A team of researchers from the University of California has solved a “millennia-old mystery” about why red wine can cause near-immediate headaches, according to a study published in the journal Alcohol and Health Research. While hangover symptoms are common after drinking sessions, red wine headaches can strike within 30 minutes to three hours after consuming just one small glass. The researchers discovered that a naturally occurring compound called quercetin may be responsible for these headaches. Quercetin is an antioxidant and a type of flavanol, a plant pigment that gives fruit and vegetables their color. When combined with red wine, it can disrupt a person’s ability to break down alcohol, leading to migraines, flushes, nausea, and headaches.
Professor emeritus Andrew Waterhouse from the university’s viticulture and enology department explained that when quercetin gets in your bloodstream, your body converts it to a different form called quercetin glucuronide, which blocks the metabolism of alcohol. Quercetin glucuronide can also prompt acetaldehyde, a toxin, to accumulate in the body. High levels of acetaldehyde can cause facial flushing, headache, and nausea. Dr Apramita Devi added that not all red wines have the same effect on headaches. Sunlight, age, and the wine-making process can all influence whether a glass will trigger a headache. Wines from sunnier regions are more likely to have high quantities of quercetin and therefore more likely to cause near-immediate headaches. Professor Morris Levin further noted that people with pre-existing migraines or other headache conditions are more likely to suffer from red wine headaches.
The study’s author stated that they think they are finally on the right track toward explaining this millennia-old mystery and indicated that the next step is to test this scientifically on people who develop these headaches.
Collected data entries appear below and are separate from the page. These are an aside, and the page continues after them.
//! Held-out scoring by mean per-object IoU on propagated frames.

use crate::baseline::{BaselineSegmenter, PropagationNet};
use crate::trainer::Evaluator;
use burn::optim::Optimizer;
use burn::tensor::backend::AutodiffBackend;
use burn::tensor::{Int, Tensor};
use tracing::debug;
use vos_dataset::SampleLoader;

/// Mean IoU over objects `1..=objects` that appear in either map; `None` when none do.
pub fn mean_object_iou(pred: &[i64], target: &[i64], objects: usize) -> Option<f64> {
    let mut total = 0.0;
    let mut scored = 0usize;
    for id in 1..=objects as i64 {
        let mut inter = 0usize;
        let mut union = 0usize;
        for (p, t) in pred.iter().zip(target) {
            let (in_p, in_t) = (*p == id, *t == id);
            if in_p && in_t {
                inter += 1;
            }
            if in_p || in_t {
                union += 1;
            }
        }
        if union > 0 {
            total += inter as f64 / union as f64;
            scored += 1;
        }
    }
    (scored > 0).then(|| total / scored as f64)
}

fn labels_to_vec<B: burn::tensor::backend::Backend>(t: Tensor<B, 3, Int>) -> anyhow::Result<Vec<i64>> {
    t.into_data()
        .convert::<i64>()
        .to_vec::<i64>()
        .map_err(|e| anyhow::anyhow!("failed to read label map: {e:?}"))
}

pub struct TripletIouEvaluator<B: AutodiffBackend> {
    loader: SampleLoader,
    batches: usize,
    device: B::Device,
}

impl<B: AutodiffBackend> TripletIouEvaluator<B> {
    pub fn new(loader: SampleLoader, batches: usize, device: B::Device) -> Self {
        Self {
            loader,
            batches: batches.max(1),
            device,
        }
    }
}

impl<B, O> Evaluator<BaselineSegmenter<B, O>> for TripletIouEvaluator<B>
where
    B: AutodiffBackend,
    O: Optimizer<PropagationNet<B>, B>,
{
    fn evaluate(&mut self, model: &mut BaselineSegmenter<B, O>) -> anyhow::Result<f64> {
        let mut total = 0.0;
        let mut scored = 0usize;
        for _ in 0..self.batches {
            let batch = self.loader.next_batch::<B>(1, &self.device)?;
            let objects = batch.max_objects();
            let predictions = model.predict_labels(&batch);
            for (offset, pred) in predictions.into_iter().enumerate() {
                let target = labels_to_vec(batch.target_labels(offset + 1))?;
                if let Some(iou) = mean_object_iou(&labels_to_vec(pred)?, &target, objects) {
                    total += iou;
                    scored += 1;
                }
            }
            debug!(video = %batch.info[0].name, "evaluated triplet");
        }
        Ok(if scored == 0 { 0.0 } else { total / scored as f64 })
    }
}

#[cfg(test)]
mod tests {
    use super::*;

    #[test]
    fn perfect_and_disjoint_predictions() {
        let target = [0, 1, 1, 2, 2, 0];
        assert_eq!(mean_object_iou(&target, &target, 2), Some(1.0));
        let swapped = [0, 2, 2, 1, 1, 0];
        assert_eq!(mean_object_iou(&swapped, &target, 2), Some(0.0));
    }

    #[test]
    fn partial_overlap_averages_objects() {
        let target = [1, 1, 0, 2];
        let pred = [1, 0, 0, 2];
        // object 1: 1/2, object 2: 1/1
        assert_eq!(mean_object_iou(&pred, &target, 2), Some(0.75));
    }

    #[test]
    fn absent_objects_are_not_scored() {
        assert_eq!(mean_object_iou(&[0, 0], &[0, 0], 3), None);
        assert_eq!(mean_object_iou(&[1, 0], &[1, 0], 3), Some(1.0));
    }
}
This research could have significant implications for individuals looking to avoid red wine-induced headaches as well as for winemakers looking to produce wines that are less likely to trigger these reactions in consumers.
Overall, this discovery highlights how even seemingly simple substances like alcohol can have complex effects on our bodies and underscores the importance of understanding these effects in order to make informed decisions about our health choices.